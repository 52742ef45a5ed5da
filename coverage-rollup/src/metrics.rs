use crate::filter::PatternFilter;
use crate::model::Package;
use serde::{Deserialize, Serialize};

/// Qualitative labels for abstractness.
#[derive(Debug, Serialize, Clone, PartialEq, Eq)]
#[serde(rename_all = "lowercase")]
pub enum AbstractionEval {
    Abstract,
    Mixed,
    Concrete,
}

/// Qualitative labels for stability.
#[derive(Debug, Serialize, Clone, PartialEq, Eq)]
#[serde(rename_all = "lowercase")]
pub enum StabilityEval {
    Stable,
    Moderate,
    Unstable,
}

/// Qualitative labels for distance from the main sequence.
#[derive(Debug, Serialize, Clone, PartialEq, Eq)]
#[serde(rename_all = "lowercase")]
pub enum DistanceEval {
    Good,
    Balanced,
    Painful,
    Useless,
}

/// Qualitative labels for line coverage.
#[derive(Debug, Serialize, Clone, PartialEq, Eq)]
#[serde(rename_all = "lowercase")]
pub enum CoverageEval {
    High,
    Medium,
    Low,
}

/// Labels evaluating package metrics.
#[derive(Debug, Serialize, Clone)]
pub struct Evaluation {
    pub abstractness: AbstractionEval,
    pub stability: StabilityEval,
    pub distance: DistanceEval,
    pub coverage: CoverageEval,
}

/// Threshold values used when evaluating metrics.
#[derive(Debug, Clone, Deserialize, Serialize, Default)]
pub struct EvaluationThresholds {
    #[serde(default)]
    pub abstraction: AbstractionThresholds,
    #[serde(default)]
    pub stability: StabilityThresholds,
    #[serde(default)]
    pub distance: DistanceThresholds,
    #[serde(default)]
    pub coverage: CoverageThresholds,
}

/// Root structure for configuration files.
#[derive(Debug, Clone, Deserialize, Serialize, Default)]
pub struct Config {
    #[serde(default)]
    pub evaluation: EvaluationThresholds,
    /// Package name patterns deciding which packages are aggregated.
    #[serde(default)]
    pub filter: PatternFilter,
}

#[derive(Debug, Clone, Deserialize, Serialize)]
pub struct AbstractionThresholds {
    #[serde(default = "default_abstract_min")]
    pub abstract_min: f64,
    #[serde(default = "default_concrete_max")]
    pub concrete_max: f64,
}

fn default_abstract_min() -> f64 {
    0.7
}

fn default_concrete_max() -> f64 {
    0.3
}

impl Default for AbstractionThresholds {
    fn default() -> Self {
        Self {
            abstract_min: default_abstract_min(),
            concrete_max: default_concrete_max(),
        }
    }
}

#[derive(Debug, Clone, Deserialize, Serialize)]
pub struct StabilityThresholds {
    #[serde(default = "default_unstable_min")]
    pub unstable_min: f64,
    #[serde(default = "default_stable_max")]
    pub stable_max: f64,
}

fn default_unstable_min() -> f64 {
    0.7
}

fn default_stable_max() -> f64 {
    0.3
}

impl Default for StabilityThresholds {
    fn default() -> Self {
        Self {
            unstable_min: default_unstable_min(),
            stable_max: default_stable_max(),
        }
    }
}

/// Bounds on the normalized distance `|A + I - 1|`.
#[derive(Debug, Clone, Deserialize, Serialize)]
pub struct DistanceThresholds {
    #[serde(default = "default_good_max")]
    pub good_max: f64,
    #[serde(default = "default_bad_min")]
    pub bad_min: f64,
}

fn default_good_max() -> f64 {
    0.4
}

fn default_bad_min() -> f64 {
    0.6
}

impl Default for DistanceThresholds {
    fn default() -> Self {
        Self {
            good_max: default_good_max(),
            bad_min: default_bad_min(),
        }
    }
}

/// Coverage percentages.
#[derive(Debug, Clone, Deserialize, Serialize)]
pub struct CoverageThresholds {
    #[serde(default = "default_high_min")]
    pub high_min: f64,
    #[serde(default = "default_low_max")]
    pub low_max: f64,
}

fn default_high_min() -> f64 {
    80.0
}

fn default_low_max() -> f64 {
    50.0
}

impl Default for CoverageThresholds {
    fn default() -> Self {
        Self {
            high_min: default_high_min(),
            low_max: default_low_max(),
        }
    }
}

/// Assign qualitative labels to an aggregated package.
///
/// Thresholds loosely follow the metrics described in Robert C. Martin's *Agile Software Development*.
pub fn evaluate_package(p: &Package) -> Evaluation {
    evaluate_package_with(p, &EvaluationThresholds::default())
}

/// Assign qualitative labels to an aggregated package using custom thresholds.
pub fn evaluate_package_with(p: &Package, t: &EvaluationThresholds) -> Evaluation {
    let a_label = if p.abstractness >= t.abstraction.abstract_min {
        AbstractionEval::Abstract
    } else if p.abstractness <= t.abstraction.concrete_max {
        AbstractionEval::Concrete
    } else {
        AbstractionEval::Mixed
    };

    let i_label = if p.stability >= t.stability.unstable_min {
        StabilityEval::Unstable
    } else if p.stability <= t.stability.stable_max {
        StabilityEval::Stable
    } else {
        StabilityEval::Moderate
    };

    let normalized = p.distance * 2f64.sqrt();
    let d_label = if normalized <= t.distance.good_max {
        DistanceEval::Good
    } else if normalized >= t.distance.bad_min {
        if p.abstractness + p.stability - 1.0 >= 0.0 {
            DistanceEval::Useless
        } else {
            DistanceEval::Painful
        }
    } else {
        DistanceEval::Balanced
    };

    let c_label = if p.coverage >= t.coverage.high_min {
        CoverageEval::High
    } else if p.coverage <= t.coverage.low_max {
        CoverageEval::Low
    } else {
        CoverageEval::Medium
    };

    Evaluation {
        abstractness: a_label,
        stability: i_label,
        distance: d_label,
        coverage: c_label,
    }
}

+++

_Task directions_
Repeat the lines above with every word intact.

_Exercise response_
repository 52742ef45a5ed5da
filename coverage-rollup/src/metrics.rs
use crate::filter::PatternFilter;
use crate::model::Package;
use serde::{Deserialize, Serialize};

/// Qualitative labels for abstractness.
#[derive(Debug, Serialize, Clone, PartialEq, Eq)]
#[serde(rename_all = "lowercase")]
pub enum AbstractionEval {
    Abstract,
    Mixed,
    Concrete,
}

/// Qualitative labels for stability.
#[derive(Debug, Serialize, Clone, PartialEq, Eq)]
#[serde(rename_all = "lowercase")]
pub enum StabilityEval {
    Stable,
    Moderate,
    Unstable,
}

/// Qualitative labels for distance from the main sequence.
#[derive(Debug, Serialize, Clone, PartialEq, Eq)]
#[serde(rename_all = "lowercase")]
pub enum DistanceEval {
    Good,
    Balanced,
    Painful,
    Useless,
}

/// Qualitative labels for line coverage.
#[derive(Debug, Serialize, Clone, PartialEq, Eq)]
#[serde(rename_all = "lowercase")]
pub enum CoverageEval {
    High,
    Medium,
    Low,
}

/// Labels evaluating package metrics.
#[derive(Debug, Serialize, Clone)]
pub struct Evaluation {
    pub abstractness: AbstractionEval,
    pub stability: StabilityEval,
    pub distance: DistanceEval,
    pub coverage: CoverageEval,
}

/// Threshold values used when evaluating metrics.
#[derive(Debug, Clone, Deserialize, Serialize, Default)]
pub struct EvaluationThresholds {
    #[serde(default)]
    pub abstraction: AbstractionThresholds,
    #[serde(default)]
    pub stability: StabilityThresholds,
    #[serde(default)]
    pub distance: DistanceThresholds,
    #[serde(default)]
    pub coverage: CoverageThresholds,
}

/// Root structure for configuration files.
#[derive(Debug, Clone, Deserialize, Serialize, Default)]
pub struct Config {
    #[serde(default)]
    pub evaluation: EvaluationThresholds,
    /// Package name patterns deciding which packages are aggregated.
    #[serde(default)]
    pub filter: PatternFilter,
}

#[derive(Debug, Clone, Deserialize, Serialize)]
pub struct AbstractionThresholds {
    #[serde(default = "default_abstract_min")]
    pub abstract_min: f64,
    #[serde(default = "default_concrete_max")]
    pub concrete_max: f64,
}

fn default_abstract_min() -> f64 {
    0.7
}

fn default_concrete_max() -> f64 {
    0.3
}

impl Default for AbstractionThresholds {
    fn default() -> Self {
        Self {
            abstract_min: default_abstract_min(),
            concrete_max: default_concrete_max(),
        }
    }
}

#[derive(Debug, Clone, Deserialize, Serialize)]
pub struct StabilityThresholds {
    #[serde(default = "default_unstable_min")]
    pub unstable_min: f64,
    #[serde(default = "default_stable_max")]
    pub stable_max: f64,
}

fn default_unstable_min() -> f64 {
    0.7
}

fn default_stable_max() -> f64 {
    0.3
}

impl Default for StabilityThresholds {
    fn default() -> Self {
        Self {
            unstable_min: default_unstable_min(),
            stable_max: default_stable_max(),
        }
    }
}

/// Bounds on the normalized distance `|A + I - 1|`.
#[derive(Debug, Clone, Deserialize, Serialize)]
pub struct DistanceThresholds {
    #[serde(default = "default_good_max")]
    pub good_max: f64,
    #[serde(default = "default_bad_min")]
    pub bad_min: f64,
}

fn default_good_max() -> f64 {
    0.4
}

fn default_bad_min() -> f64 {
    0.6
}

impl Default for DistanceThresholds {
    fn default() -> Self {
        Self {
            good_max: default_good_max(),
            bad_min: default_bad_min(),
        }
    }
}

/// Coverage percentages.
#[derive(Debug, Clone, Deserialize, Serialize)]
pub struct CoverageThresholds {
    #[serde(default = "default_high_min")]
    pub high_min: f64,
    #[serde(default = "default_low_max")]
    pub low_max: f64,
}

fn default_high_min() -> f64 {
    80.0
}

fn default_low_max() -> f64 {
    50.0
}

impl Default for CoverageThresholds {
    fn default() -> Self {
        Self {
            high_min: default_high_min(),
            low_max: default_low_max(),
        }
    }
}

/// Assign qualitative labels to an aggregated package.
///
/// Thresholds loosely follow the metrics described in Robert C. Martin's *Agile Software Development*.
pub fn evaluate_package(p: &Package) -> Evaluation {
    evaluate_package_with(p, &EvaluationThresholds::default())
}

/// Assign qualitative labels to an aggregated package using custom thresholds.
pub fn evaluate_package_with(p: &Package, t: &EvaluationThresholds) -> Evaluation {
    let a_label = if p.abstractness >= t.abstraction.abstract_min {
        AbstractionEval::Abstract
    } else if p.abstractness <= t.abstraction.concrete_max {
        AbstractionEval::Concrete
    } else {
        AbstractionEval::Mixed
    };

    let i_label = if p.stability >= t.stability.unstable_min {
        StabilityEval::Unstable
    } else if p.stability <= t.stability.stable_max {
        StabilityEval::Stable
    } else {
        StabilityEval::Moderate
    };

    let normalized = p.distance * 2f64.sqrt();
    let d_label = if normalized <= t.distance.good_max {
        DistanceEval::Good
    } else if normalized >= t.distance.bad_min {
        if p.abstractness + p.stability - 1.0 >= 0.0 {
            DistanceEval::Useless
        } else {
            DistanceEval::Painful
        }
    } else {
        DistanceEval::Balanced
    };

    let c_label = if p.coverage >= t.coverage.high_min {
        CoverageEval::High
    } else if p.coverage <= t.coverage.low_max {
        CoverageEval::Low
    } else {
        CoverageEval::Medium
    };

    Evaluation {
        abstractness: a_label,
        stability: i_label,
        distance: d_label,
        coverage: c_label,
    }
}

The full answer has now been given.